> Records for processing
━━━

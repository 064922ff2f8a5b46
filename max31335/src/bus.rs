//! Register access port.
//!
//! The driver core is written against [`RegisterBus`], a byte-addressed
//! register space with fallible transactions. [`I2cBus`] binds it to an
//! embedded-hal blocking I2C bus; a simulated register space can implement
//! the same trait for host testing.

use crate::regs;
use embedded_hal::blocking::i2c::{Write, WriteRead};

/// 7-bit I2C address of the MAX31335.
pub const I2C_ADDRESS: u8 = 0x68;

// register address + longest block (time-keeping, 7 bytes)
const MAX_WRITE: usize = 1 + regs::TIME_LEN;

/// Byte-addressed register transport.
///
/// Multi-byte records (the time-keeping and alarm blocks) are transferred
/// with [`read_block`](Self::read_block) / [`write_block`](Self::write_block)
/// as one bus transaction each, so a chip-internal tick can never be
/// observed as a torn record.
pub trait RegisterBus {
    /// Bus transaction error.
    type Error;

    /// Read one register.
    fn read_reg(&mut self, reg: u8) -> Result<u8, Self::Error>;

    /// Read `buf.len()` contiguous registers starting at `reg` in a single
    /// transaction.
    fn read_block(&mut self, reg: u8, buf: &mut [u8]) -> Result<(), Self::Error>;

    /// Write one register.
    fn write_reg(&mut self, reg: u8, value: u8) -> Result<(), Self::Error>;

    /// Write `data.len()` contiguous registers starting at `reg` in a single
    /// transaction.
    fn write_block(&mut self, reg: u8, data: &[u8]) -> Result<(), Self::Error>;

    /// Read-modify-write the bits selected by `mask` to `value`.
    ///
    /// The write is skipped when the register already holds the target
    /// value.
    fn update_bits(&mut self, reg: u8, mask: u8, value: u8) -> Result<(), Self::Error> {
        let old: u8 = self.read_reg(reg)?;
        let new: u8 = (old & !mask) | (value & mask);
        if new != old {
            self.write_reg(reg, new)?;
        }
        Ok(())
    }

    /// Set the bits selected by `mask`.
    fn set_bits(&mut self, reg: u8, mask: u8) -> Result<(), Self::Error> {
        self.update_bits(reg, mask, mask)
    }

    /// Clear the bits selected by `mask`.
    fn clear_bits(&mut self, reg: u8, mask: u8) -> Result<(), Self::Error> {
        self.update_bits(reg, mask, 0)
    }
}

/// [`RegisterBus`] implementation over an embedded-hal blocking I2C bus.
#[derive(Debug)]
pub struct I2cBus<I2C> {
    i2c: I2C,
}

impl<I2C> I2cBus<I2C> {
    /// Create a new register bus from an I2C peripheral.
    ///
    /// The chip responds at [`I2C_ADDRESS`].
    #[inline]
    pub const fn new(i2c: I2C) -> Self {
        I2cBus { i2c }
    }

    /// Free the I2C peripheral.
    #[inline]
    pub fn free(self) -> I2C {
        self.i2c
    }
}

impl<I2C, E> RegisterBus for I2cBus<I2C>
where
    I2C: Write<Error = E> + WriteRead<Error = E>,
{
    type Error = E;

    fn read_reg(&mut self, reg: u8) -> Result<u8, E> {
        let mut buf: [u8; 1] = [0];
        self.i2c.write_read(I2C_ADDRESS, &[reg], &mut buf)?;
        Ok(buf[0])
    }

    fn read_block(&mut self, reg: u8, buf: &mut [u8]) -> Result<(), E> {
        self.i2c.write_read(I2C_ADDRESS, &[reg], buf)
    }

    fn write_reg(&mut self, reg: u8, value: u8) -> Result<(), E> {
        self.i2c.write(I2C_ADDRESS, &[reg, value])
    }

    fn write_block(&mut self, reg: u8, data: &[u8]) -> Result<(), E> {
        debug_assert!(data.len() < MAX_WRITE);
        let mut frame: [u8; MAX_WRITE] = [0; MAX_WRITE];
        frame[0] = reg;
        frame[1..=data.len()].copy_from_slice(data);
        self.i2c.write(I2C_ADDRESS, &frame[..=data.len()])
    }
}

━━━

> Problem requirements
Referring to the material above, set down exactly the lines between the line with "fn update_bits(&mut self, reg: u8, mask: u8, value: u8)" and the line with "self.write_reg(reg, new)?;", inclusive, and no other lines.

> Your solution
    fn update_bits(&mut self, reg: u8, mask: u8, value: u8) -> Result<(), Self::Error> {
        let old: u8 = self.read_reg(reg)?;
        let new: u8 = (old & !mask) | (value & mask);
        if new != old {
            self.write_reg(reg, new)?;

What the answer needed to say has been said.